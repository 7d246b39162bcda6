//! Expansion of `~` and environment variables in configured paths.

use std::path::PathBuf;

/// Expand a user-supplied path.
///
/// - A leading `~` or `~/` is replaced by the home directory.
/// - `$VAR` and `${VAR}` are replaced by the variable's value; unset
///   variables expand to the empty string.
/// - A `$` that does not start a variable name is kept literally.
pub fn expand_path(raw: &str) -> PathBuf {
    expand_with(raw, dirs::home_dir(), |name| std::env::var(name).ok())
}

/// Expansion with injectable home directory and variable lookup.
pub(crate) fn expand_with<F>(raw: &str, home: Option<PathBuf>, lookup: F) -> PathBuf
where
    F: Fn(&str) -> Option<String>,
{
    let expanded = expand_vars(raw, &lookup);

    if let Some(home) = home {
        if expanded == "~" {
            return home;
        }
        if let Some(rest) = expanded.strip_prefix("~/") {
            return home.join(rest);
        }
    }

    PathBuf::from(expanded)
}

fn expand_vars<F>(raw: &str, lookup: &F) -> String
where
    F: Fn(&str) -> Option<String>,
{
    let mut out = String::with_capacity(raw.len());
    let mut rest = raw;

    while let Some(pos) = rest.find('$') {
        out.push_str(&rest[..pos]);
        let after = &rest[pos + 1..];

        if let Some(body) = after.strip_prefix('{') {
            match body.find('}') {
                Some(end) => {
                    out.push_str(&lookup(&body[..end]).unwrap_or_default());
                    rest = &body[end + 1..];
                }
                None => {
                    out.push_str(&rest[pos..]);
                    rest = "";
                }
            }
            continue;
        }

        let len = after
            .find(|c: char| !is_name_char(c))
            .unwrap_or(after.len());
        if len == 0 {
            out.push('$');
        } else {
            out.push_str(&lookup(&after[..len]).unwrap_or_default());
        }
        rest = &after[len..];
    }

    out.push_str(rest);
    out
}

fn is_name_char(c: char) -> bool {
    c.is_ascii_alphanumeric() || c == '_'
}

#[cfg(test)]
mod tests {
    use super::*;
    use pretty_assertions::assert_eq;

    fn lookup(name: &str) -> Option<String> {
        match name {
            "STACKS" => Some("/srv/stacks".to_string()),
            "USER" => Some("ops".to_string()),
            _ => None,
        }
    }

    fn expand(raw: &str) -> PathBuf {
        expand_with(raw, Some(PathBuf::from("/home/ops")), lookup)
    }

    #[test]
    fn tilde_expands_to_home() {
        assert_eq!(expand("~/.config/stackmix"), PathBuf::from("/home/ops/.config/stackmix"));
        assert_eq!(expand("~"), PathBuf::from("/home/ops"));
    }

    #[test]
    fn tilde_in_middle_is_literal() {
        assert_eq!(expand("/data/~/x"), PathBuf::from("/data/~/x"));
    }

    #[test]
    fn plain_and_braced_variables() {
        assert_eq!(expand("$STACKS/db"), PathBuf::from("/srv/stacks/db"));
        assert_eq!(expand("${STACKS}/db"), PathBuf::from("/srv/stacks/db"));
        assert_eq!(expand("/home/${USER}x"), PathBuf::from("/home/opsx"));
    }

    #[test]
    fn unset_variable_expands_to_empty() {
        assert_eq!(expand("/a/$MISSING/b"), PathBuf::from("/a//b"));
    }

    #[test]
    fn lone_dollar_is_kept() {
        assert_eq!(expand("/a/$/b"), PathBuf::from("/a/$/b"));
        assert_eq!(expand("cost$"), PathBuf::from("cost$"));
    }

    #[test]
    fn unterminated_brace_is_kept_verbatim() {
        assert_eq!(expand("/a/${OOPS"), PathBuf::from("/a/${OOPS"));
    }

    #[test]
    fn no_home_leaves_tilde() {
        assert_eq!(
            expand_with("~/x", None, lookup),
            PathBuf::from("~/x")
        );
    }
}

-*-*-

## Required work
In exact wording, restate the lines of the data above from the first through the one holding "variable's value; unset", and stop after that line.

## Written response
repository 7d246b39162bcda6
//! Expansion of `~` and environment variables in configured paths.

use std::path::PathBuf;

/// Expand a user-supplied path.
///
/// - A leading `~` or `~/` is replaced by the home directory.
/// - `$VAR` and `${VAR}` are replaced by the variable's value; unset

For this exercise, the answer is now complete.